Berlin: When it comes to companies bribing public officials while doing business overseas, India's score has improved the most in a global index, rights group Transparency International said on Wednesday.

Nevertheless, India continues to be ranked near the bottom of the global Bribe Payers Index, as there was a high likelihood of Indian companies paying bribes abroad.

In a list of 28 countries, India has been ranked 19th, while China and Russia were fared the worst, at 27th and 28th positions, respectively.

The index was based on a survey of 3,000 business executives from developed and developing countries, the anti- corruption group said in a report.

The countries were evaluated on a scale of 0-10 points, with the maximum 10 points corresponding to the view that companies from that country never indulged in bribery abroad and a zero score being equivalent to these companies having always paid bribes.

India's score improved to 7.5 points, up by 0.7 points since the last survey in 2008.

This was the maximum improvement for any country, but India "still remains near the bottom of the table," Transparency International said.

It added that the leaders of G-20 nations, during their meeting at Cannes, were expected to recognise the steps taken by countries like India to tackle foreign bribery.

India's score was below the global average of 7.8 points.

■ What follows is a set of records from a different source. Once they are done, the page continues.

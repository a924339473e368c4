use crate::env_variable_utils::get_app_name;
use crate::router::Route;
use crate::theme::{Theme, ThemeContext};
use yew::prelude::*;
use yew_router::prelude::*;

#[derive(Properties, PartialEq)]
pub struct DashboardLayoutProps {
    pub children: Children,
    pub title: String,
}

#[function_component(DashboardLayout)]
pub fn dashboard_layout(props: &DashboardLayoutProps) -> Html {
    let app_name = use_memo((), |_| get_app_name());
    let theme_ctx = use_context::<ThemeContext>();

    {
        let title = format!("{} | {}", props.title, app_name);
        use_effect_with(title, |title| {
            if let Some(document) = web_sys::window().and_then(|w| w.document()) {
                document.set_title(title);
            }
        });
    }

    let theme_toggle = match theme_ctx {
        Some(ctx) => {
            let label = match ctx.theme {
                Theme::Light => "🌙",
                Theme::Dark => "☀️",
            };
            let toggle = ctx.toggle.reform(|_: MouseEvent| ());
            html! {
                <button
                    onclick={toggle}
                    class="px-3 py-2 rounded border border-gray-300 dark:border-gray-700"
                >
                    { label }
                </button>
            }
        }
        None => html! {},
    };

    html! {
        <div class="min-h-screen bg-gray-50 dark:bg-gray-950 p-4">
            <div class="max-w-6xl mx-auto">
                <div class="flex justify-between items-center mb-6">
                    <h1 class="text-3xl font-bold text-gray-800 dark:text-white">
                        {&props.title}
                    </h1>
                    <div class="flex gap-4 items-center">
                        <Link<Route> to={Route::Home} classes="text-blue-600 hover:underline">
                            {"Videos"}
                        </Link<Route>>
                        <Link<Route> to={Route::Admin} classes="text-blue-600 hover:underline">
                            {"Admin"}
                        </Link<Route>>
                        { theme_toggle }
                    </div>
                </div>
                <div class="grid grid-cols-12 gap-4 md:gap-6">
                    <div class="col-span-12">
                        { for props.children.iter() }
                    </div>
                </div>
            </div>
        </div>
    }
}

In this year's list, the Netherlands and Switzerland have been ranked together on top with 8.8 points each – indicating that companies from these countries were the least likely to pay a bribe while doing business abroad.

On the other hand, Russia was ranked the worst, with a score of 6.1 points, while China was a notch higher at 27th position, with 6.5 points.

"Bribing public officials when doing business abroad is a regular occurrence," Transparency International said.

"Companies from Russia and China, who invested USD 120 billion overseas in 2010, are seen as most likely to pay bribes abroad. Companies from the Netherlands and Switzerland are seen as least likely to bribe," it added.

Those ranked below India include Turkey, Saudi Arabia, Argentina, the UAE, Indonesia and Mexico.

On the top of the list, the Netherlands and Switzerland were followed by Belgium, Germany, Japan, Australia, Canada, Singapore, the UK and the US.

Canada and the United Kingdom saw the most significant deterioration in their scores and their country rankings fell by five and three places, respectively.

Canada and Belgium were together ranked at the top of the previous list in 2008.

The 2008 survey comprised 22 countries and ranked India at 19th place with a score 6.8 points.

Transparency International said that addressing foreign bribery was a priority issue for the international community and urged the leaders of G-20 nations to tackle the issue as a matter of urgency.

The group of 20 leading economies (G-20) last year had committed to tackling foreign bribery by launching an anti-corruption action plan.

"The progress report of the working group monitoring the action plan, which G-20 leaders are expected to approve at tomorrow's Cannes summit, will recognise steps taken by G-20 countries China, Russia, Indonesia and India in criminalizing foreign bribery," it said.